■ TASK INSTRUCTIONS: A single number is required: how many lines in the records below contain "NodeData".

Collected data
<<<<

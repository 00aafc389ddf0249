//! Owned arena snapshot of a fragment.
//!
//! `tl` gives a borrowed, read-only view of the source. The enhancement
//! passes need to insert anchors and rewrite the TOC mount, so the parse is
//! copied once into a `Vec` of nodes addressed by [`NodeId`]. Text and
//! attribute values stay exactly as written (entity-encoded); decoding
//! happens only where a plain string is needed.

use rustc_hash::{FxHashMap, FxHashSet};
use smallvec::SmallVec;
use thiserror::Error;

use crate::utils::html::{
    escape, escape_attr, is_raw_text_element, is_void_element, open_tag_attributes, quote_raw_attr,
    unescape,
};

#[derive(Debug, Error)]
pub enum FragmentError {
    #[error("failed to parse fragment: {0}")]
    Parse(String),
}

/// Stable handle to a node, valid for the lifetime of its [`Fragment`].
#[derive(Debug, Clone, Copy, PartialEq, Eq, Hash, PartialOrd, Ord)]
pub struct NodeId(u32);

impl NodeId {
    #[inline]
    pub fn index(self) -> usize {
        self.0 as usize
    }
}

/// Raw attributes in source order, names in their source case.
pub type Attrs = SmallVec<[(String, String); 4]>;

/// Element name and raw attributes.
#[derive(Debug, Clone, PartialEq, Eq)]
pub struct Element {
    pub tag: String,
    pub attrs: Attrs,
}

impl Element {
    pub fn new(tag: impl Into<String>) -> Self {
        Self {
            tag: tag.into(),
            attrs: Attrs::new(),
        }
    }

    /// Builder-style attribute; `value` is plain text and gets encoded.
    pub fn with_attr(mut self, name: &str, value: &str) -> Self {
        self.set_attr(name, value);
        self
    }

    /// Raw attribute value as written in the source. Names match
    /// ASCII case-insensitively.
    pub fn attr(&self, name: &str) -> Option<&str> {
        self.attrs
            .iter()
            .find(|(k, _)| k.eq_ignore_ascii_case(name))
            .map(|(_, v)| v.as_str())
    }

    #[inline]
    pub fn has_attr(&self, name: &str) -> bool {
        self.attrs.iter().any(|(k, _)| k.eq_ignore_ascii_case(name))
    }

    /// Set an attribute from plain text. An existing attribute keeps its
    /// position and name.
    pub fn set_attr(&mut self, name: &str, value: &str) {
        let encoded = escape_attr(value).into_owned();
        match self.attrs.iter_mut().find(|(k, _)| k.eq_ignore_ascii_case(name)) {
            Some((_, v)) => *v = encoded,
            None => self.attrs.push((name.to_string(), encoded)),
        }
    }

    pub fn remove_attr(&mut self, name: &str) {
        self.attrs.retain(|(k, _)| !k.eq_ignore_ascii_case(name));
    }

    pub fn id(&self) -> Option<&str> {
        self.attr("id").filter(|id| !id.is_empty())
    }

    /// The id with entities decoded, as the document sees it.
    pub fn plain_id(&self) -> Option<String> {
        self.id().map(|id| unescape(id).into_owned())
    }

    pub fn classes(&self) -> impl Iterator<Item = &str> {
        self.attr("class").unwrap_or_default().split_ascii_whitespace()
    }

    pub fn has_class(&self, class: &str) -> bool {
        self.classes().any(|c| c == class)
    }

    #[inline]
    pub fn is(&self, tag: &str) -> bool {
        self.tag == tag
    }

    /// Heading level for `h1`..`h6`.
    pub fn heading_level(&self) -> Option<u8> {
        let bytes = self.tag.as_bytes();
        match bytes {
            [b'h', d @ b'1'..=b'6'] => Some(d - b'0'),
            _ => None,
        }
    }
}

#[derive(Debug, Clone, PartialEq, Eq)]
pub enum NodeKind {
    Element(Element),
    /// Raw (entity-encoded) text.
    Text(String),
    /// Comment, including its delimiters.
    Comment(String),
}

#[derive(Debug, Clone)]
struct NodeData {
    kind: NodeKind,
    parent: Option<NodeId>,
    children: Vec<NodeId>,
}

/// A parsed fragment plus the per-fragment enhancement registry.
///
/// Dropping the fragment drops the registry with it; nothing leaks into the
/// next navigation.
#[derive(Debug, Clone, Default)]
pub struct Fragment {
    nodes: Vec<NodeData>,
    roots: Vec<NodeId>,
    enhanced: FxHashSet<NodeId>,
    labels: FxHashMap<NodeId, String>,
}

impl Fragment {
    /// Parse HTML into an owned tree.
    pub fn parse(html: &str) -> Result<Self, FragmentError> {
        let dom = tl::parse(html, tl::ParserOptions::default())
            .map_err(|err| FragmentError::Parse(err.to_string()))?;
        let parser = dom.parser();

        let mut fragment = Self::default();
        for handle in dom.children() {
            fragment.copy_node(*handle, parser, None);
        }
        Ok(fragment)
    }

    fn copy_node(&mut self, handle: tl::NodeHandle, parser: &tl::Parser, parent: Option<NodeId>) {
        let Some(node) = handle.get(parser) else {
            return;
        };

        match node {
            tl::Node::Tag(tag) => {
                let mut element = Element::new(tag.name().as_utf8_str().to_lowercase());
                // tl's attribute map loses source order and name case, and
                // misreads a bare attribute followed by `id=`; read the tag text
                element.attrs = open_tag_attributes(&tag.raw().as_utf8_str()).into_iter().collect();

                let id = self.push(NodeKind::Element(element), parent);
                for child in tag.children().top().iter() {
                    self.copy_node(*child, parser, Some(id));
                }
            }
            tl::Node::Raw(bytes) => {
                self.push(NodeKind::Text(bytes.as_utf8_str().into_owned()), parent);
            }
            tl::Node::Comment(bytes) => {
                self.push(NodeKind::Comment(bytes.as_utf8_str().into_owned()), parent);
            }
        }
    }

    fn push(&mut self, kind: NodeKind, parent: Option<NodeId>) -> NodeId {
        let id = NodeId(self.nodes.len() as u32);
        self.nodes.push(NodeData {
            kind,
            parent,
            children: Vec::new(),
        });
        match parent {
            Some(p) => self.nodes[p.index()].children.push(id),
            None => self.roots.push(id),
        }
        id
    }

    // ------------------------------------------------------------------------
    // Reading
    // ------------------------------------------------------------------------

    pub fn len(&self) -> usize {
        self.nodes.len()
    }

    pub fn is_empty(&self) -> bool {
        self.nodes.is_empty()
    }

    pub fn roots(&self) -> &[NodeId] {
        &self.roots
    }

    #[inline]
    pub fn kind(&self, id: NodeId) -> &NodeKind {
        &self.nodes[id.index()].kind
    }

    pub fn element(&self, id: NodeId) -> Option<&Element> {
        match self.kind(id) {
            NodeKind::Element(el) => Some(el),
            _ => None,
        }
    }

    pub fn element_mut(&mut self, id: NodeId) -> Option<&mut Element> {
        match &mut self.nodes[id.index()].kind {
            NodeKind::Element(el) => Some(el),
            _ => None,
        }
    }

    #[inline]
    pub fn children(&self, id: NodeId) -> &[NodeId] {
        &self.nodes[id.index()].children
    }

    #[inline]
    pub fn parent(&self, id: NodeId) -> Option<NodeId> {
        self.nodes[id.index()].parent
    }

    /// Every node reachable from the roots, in document order.
    pub fn walk(&self) -> Vec<NodeId> {
        let mut out = Vec::with_capacity(self.nodes.len());
        let mut stack: Vec<NodeId> = self.roots.iter().rev().copied().collect();
        while let Some(id) = stack.pop() {
            out.push(id);
            stack.extend(self.children(id).iter().rev().copied());
        }
        out
    }

    /// Descendants of `root` (excluding it), in document order.
    pub fn descendants(&self, root: NodeId) -> Vec<NodeId> {
        let mut out = Vec::new();
        let mut stack: Vec<NodeId> = self.children(root).iter().rev().copied().collect();
        while let Some(id) = stack.pop() {
            out.push(id);
            stack.extend(self.children(id).iter().rev().copied());
        }
        out
    }

    /// Elements matching `pred`, in document order.
    pub fn select<F>(&self, mut pred: F) -> Vec<NodeId>
    where
        F: FnMut(&Element) -> bool,
    {
        self.walk()
            .into_iter()
            .filter(|&id| self.element(id).is_some_and(&mut pred))
            .collect()
    }

    /// First element matching `pred`, in document order.
    pub fn select_first<F>(&self, mut pred: F) -> Option<NodeId>
    where
        F: FnMut(&Element) -> bool,
    {
        self.walk()
            .into_iter()
            .find(|&id| self.element(id).is_some_and(&mut pred))
    }

    /// True when `id` has an ancestor matching `pred`.
    pub fn has_ancestor<F>(&self, id: NodeId, mut pred: F) -> bool
    where
        F: FnMut(&Element) -> bool,
    {
        let mut cursor = self.parent(id);
        while let Some(current) = cursor {
            if self.element(current).is_some_and(&mut pred) {
                return true;
            }
            cursor = self.parent(current);
        }
        false
    }

    /// Decoded text of `id` and its descendants.
    pub fn text_content(&self, id: NodeId) -> String {
        let mut raw = String::new();
        if let NodeKind::Text(text) = self.kind(id) {
            raw.push_str(text);
        }
        for node in self.descendants(id) {
            if let NodeKind::Text(text) = self.kind(node) {
                raw.push_str(text);
            }
        }
        unescape(&raw).into_owned()
    }

    /// Every non-empty id attribute in the fragment.
    pub fn ids(&self) -> Vec<String> {
        self.walk()
            .into_iter()
            .filter_map(|id| self.element(id)?.plain_id())
            .collect()
    }

    // ------------------------------------------------------------------------
    // Editing
    // ------------------------------------------------------------------------

    /// Append a new element as the last child of `parent`.
    pub fn append_element(&mut self, parent: NodeId, element: Element) -> NodeId {
        self.push(NodeKind::Element(element), Some(parent))
    }

    /// Append plain text (encoded on the way in).
    pub fn append_text(&mut self, parent: NodeId, text: &str) -> NodeId {
        self.push(NodeKind::Text(escape(text).into_owned()), Some(parent))
    }

    /// Append already-encoded text.
    pub fn append_raw_text(&mut self, parent: NodeId, raw: &str) -> NodeId {
        self.push(NodeKind::Text(raw.to_string()), Some(parent))
    }

    /// Insert a new element immediately after `sibling`.
    pub fn insert_after(&mut self, sibling: NodeId, element: Element) -> NodeId {
        let parent = self.parent(sibling);
        let id = NodeId(self.nodes.len() as u32);
        self.nodes.push(NodeData {
            kind: NodeKind::Element(element),
            parent,
            children: Vec::new(),
        });

        let list = match parent {
            Some(p) => &mut self.nodes[p.index()].children,
            None => &mut self.roots,
        };
        let pos = list
            .iter()
            .position(|&c| c == sibling)
            .map_or(list.len(), |p| p + 1);
        list.insert(pos, id);
        id
    }

    /// Replace the raw content of a text node. No-op on other kinds.
    pub fn set_raw_text(&mut self, id: NodeId, raw: String) {
        if let NodeKind::Text(text) = &mut self.nodes[id.index()].kind {
            *text = raw;
        }
    }

    /// Detach every child of `id`. Detached nodes stay in the arena but are
    /// no longer reachable.
    pub fn clear_children(&mut self, id: NodeId) {
        let children = std::mem::take(&mut self.nodes[id.index()].children);
        for child in children {
            self.nodes[child.index()].parent = None;
        }
    }

    // ------------------------------------------------------------------------
    // Enhancement registry
    // ------------------------------------------------------------------------

    #[inline]
    pub fn is_enhanced(&self, id: NodeId) -> bool {
        self.enhanced.contains(&id)
    }

    pub(crate) fn mark_enhanced(&mut self, id: NodeId) {
        self.enhanced.insert(id);
    }

    /// Cached heading label, derived on first enhancement.
    pub fn label(&self, id: NodeId) -> Option<&str> {
        self.labels.get(&id).map(String::as_str)
    }

    pub(crate) fn cache_label(&mut self, id: NodeId, label: String) {
        self.labels.entry(id).or_insert(label);
    }

    // ------------------------------------------------------------------------
    // Rendering
    // ------------------------------------------------------------------------

    /// Serialize the whole fragment back to HTML.
    pub fn render(&self) -> String {
        let mut out = String::new();
        for &root in &self.roots {
            self.render_into(root, &mut out);
        }
        out
    }

    /// Serialize a single node and its subtree.
    pub fn outer_html(&self, id: NodeId) -> String {
        let mut out = String::new();
        self.render_into(id, &mut out);
        out
    }

    /// Serialize the children of `id`.
    pub fn inner_html(&self, id: NodeId) -> String {
        let mut out = String::new();
        for &child in self.children(id) {
            self.render_into(child, &mut out);
        }
        out
    }

    fn render_into(&self, id: NodeId, out: &mut String) {
        match self.kind(id) {
            NodeKind::Text(text) => out.push_str(text),
            NodeKind::Comment(text) if text.starts_with("<!--") => out.push_str(text),
            NodeKind::Comment(text) => {
                out.push_str("<!--");
                out.push_str(text);
                out.push_str("-->");
            }
            NodeKind::Element(el) => {
                out.push('<');
                out.push_str(&el.tag);
                for (name, value) in &el.attrs {
                    out.push(' ');
                    out.push_str(name);
                    if !value.is_empty() {
                        out.push_str("=\"");
                        out.push_str(&quote_raw_attr(value));
                        out.push('"');
                    }
                }
                out.push('>');

                if is_void_element(&el.tag) {
                    return;
                }
                if is_raw_text_element(&el.tag) {
                    // script/style bodies were captured as a single raw node
                    for &child in self.children(id) {
                        if let NodeKind::Text(text) = self.kind(child) {
                            out.push_str(text);
                        }
                    }
                } else {
                    for &child in self.children(id) {
                        self.render_into(child, out);
                    }
                }
                out.push_str("</");
                out.push_str(&el.tag);
                out.push('>');
            }
        }
    }
}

>>>>

■ TASK RESULT: 4